The test team have created a new 500 node network, with learnings from the previous tests, new patches and some minor configuration changes. The tests below were run over the weekend and through Monday:
Normal Running Tests - Passed up to 150tps
The following tests have been run over the past few days:
-
Automation/regression testing on an internal dev environment
-
Stress test on an internal dev environment at 100tps, increased to 150tps
-
Stress test on the new 500 node testnet at 150tps for ~12 hours
Summary of the 150tps stress test:
- 150tps test finished with 10mil txs over ~12 hours
- MongoDB stayed at around 2Gig
- The core servers are still in sync and had no memory issues.
- The pass means normal functioning, no overload occurred.
Prior to these fixes, it overloaded at 130tps on the public Testnet and didn’t recover well so the patches are working well for functional improvements.
This is in a controlled environment with known node sizes/performances, it will be re-run once the new Testnet is made public to ensure behaviour is the same with community nodes present.

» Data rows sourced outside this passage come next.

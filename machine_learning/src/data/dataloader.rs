use std::sync::Arc;

use ndarray::Array2;
use rand::{SeedableRng, rngs::StdRng};
use rayon::{ThreadPool, ThreadPoolBuilder, prelude::*};

use super::{Cifar10, Pipeline, Sampler, sample_seed};
use crate::{MlErr, Result};

/// A materialised batch of transformed images.
#[derive(Debug, Clone)]
pub struct Batch {
    /// One flattened `C×S×S` image per row.
    pub images: Array2<f32>,
    pub targets: Vec<usize>,
}

impl Batch {
    #[inline]
    pub fn len(&self) -> usize {
        self.targets.len()
    }

    #[inline]
    pub fn is_empty(&self) -> bool {
        self.targets.is_empty()
    }
}

/// Sampler-driven loader that transforms each batch on its own thread pool.
pub struct DataLoader {
    dataset: Arc<Cifar10>,
    pipeline: Pipeline,
    sampler: Sampler,
    batch_size: usize,
    seed: u64,
    pool: ThreadPool,

    epoch: usize,
    order: Vec<usize>,
    cursor: usize,
}

impl DataLoader {
    /// Creates a new `DataLoader`.
    ///
    /// # Arguments
    /// * `dataset` - The samples to load.
    /// * `pipeline` - The transforms applied to every sample.
    /// * `sampler` - The order in which samples are visited.
    /// * `batch_size` - The maximum amount of samples per batch, the last one may be smaller.
    /// * `workers` - The amount of threads transforming samples.
    /// * `seed` - The seed per-sample augmentations are derived from.
    pub fn new(
        dataset: Arc<Cifar10>,
        pipeline: Pipeline,
        sampler: Sampler,
        batch_size: usize,
        workers: usize,
        seed: u64,
    ) -> Result<Self> {
        if batch_size == 0 {
            return Err(MlErr::InvalidConfig("batch size must be positive".into()));
        }

        let pool = ThreadPoolBuilder::new()
            .num_threads(workers.max(1))
            .thread_name(|i| format!("data-loader-{i}"))
            .build()
            .map_err(|e| MlErr::InvalidConfig(format!("data loader pool: {e}")))?;

        let order = sampler.indices(dataset.len());

        Ok(Self {
            dataset,
            pipeline,
            sampler,
            batch_size,
            seed,
            pool,
            epoch: 0,
            order,
            cursor: 0,
        })
    }

    pub fn dataset(&self) -> &Cifar10 {
        &self.dataset
    }

    /// Reshuffles for `epoch` and rewinds to the first batch.
    pub fn set_epoch(&mut self, epoch: usize) {
        self.epoch = epoch;
        self.sampler.set_epoch(epoch);
        self.order = self.sampler.indices(self.dataset.len());
        self.cursor = 0;
    }

    /// The amount of samples this loader yields per epoch.
    pub fn num_samples(&self) -> usize {
        self.order.len()
    }

    /// The amount of batches per epoch.
    pub fn num_batches(&self) -> usize {
        self.order.len().div_ceil(self.batch_size)
    }

    /// Rewinds to the first batch keeping the current order.
    pub fn reset(&mut self) {
        self.cursor = 0;
    }

    /// Returns the next batch of the epoch, or `None` once exhausted.
    pub fn next_batch(&mut self) -> Result<Option<Batch>> {
        if self.cursor >= self.order.len() {
            return Ok(None);
        }

        let end = (self.cursor + self.batch_size).min(self.order.len());
        let indices = &self.order[self.cursor..end];
        self.cursor = end;

        let (dataset, pipeline, seed, epoch) = (&*self.dataset, &self.pipeline, self.seed, self.epoch);
        let samples: Vec<Vec<f32>> = self.pool.install(|| {
            indices
                .par_iter()
                .map(|&idx| {
                    let mut rng = StdRng::seed_from_u64(sample_seed(seed, epoch, idx));
                    pipeline
                        .apply(dataset.image(idx), &mut rng)
                        .map(|image| image.data)
                })
                .collect::<Result<_>>()
        })?;

        let features = samples.first().map_or(0, Vec::len);
        let flat: Vec<f32> = samples.into_iter().flatten().collect();
        let images = Array2::from_shape_vec((indices.len(), features), flat)?;
        let targets = indices.iter().map(|&i| dataset.label(i)).collect();

        Ok(Some(Batch { images, targets }))
    }
}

Overload Test - 400tps, failed due to config
A final test was run at 400tps which was passing for ~8-10 hours. It was capping the transactions at 150-200tps so the patches are working. However, toward the end of the test (final ~2 hours) the run encountered issues which are believed to be configuration related; rollbacks and data/packet sizes meant some nodes fell behind and couldn’t recover. As a result the test failed but is being re-run with configuration amendments and is expected to pass later today or tomorrow morning (UTC). The good news is that until the issues toward the end of the test, the memory usage was much improved with the patches and was constant.
The Testnet has also been brought back into sync which has forced usage of the Deep Rollback patches and configurations have been adjusted in collaboration with the core devs for the next test.
Immediate Next Steps
The current plan is to rerun the 400tps test which will complete, at the earliest, late on Tues (UTC time). If it does not pass then an additional cycle may be required, if it does pass then a decision and plan can be taken to release publicly and start community testing.
A further patch is being produced today which is a more aggressive node banning approach in certain scenarios and will also be included in the next test and next release, this will most likely be included in the test above.
Further memory profiling work on the Core Server is being undertaken by the Core Devs and the NGL Test/Dev team to see if additional optimisations are possible, these will be assessed for inclusion if any are found.
A further update will be provided as soon as there is more information, we are now getting the end of the resolution work and the outcome looks to be positive in terms of resilience and memory usage, fingers crossed for the final testing.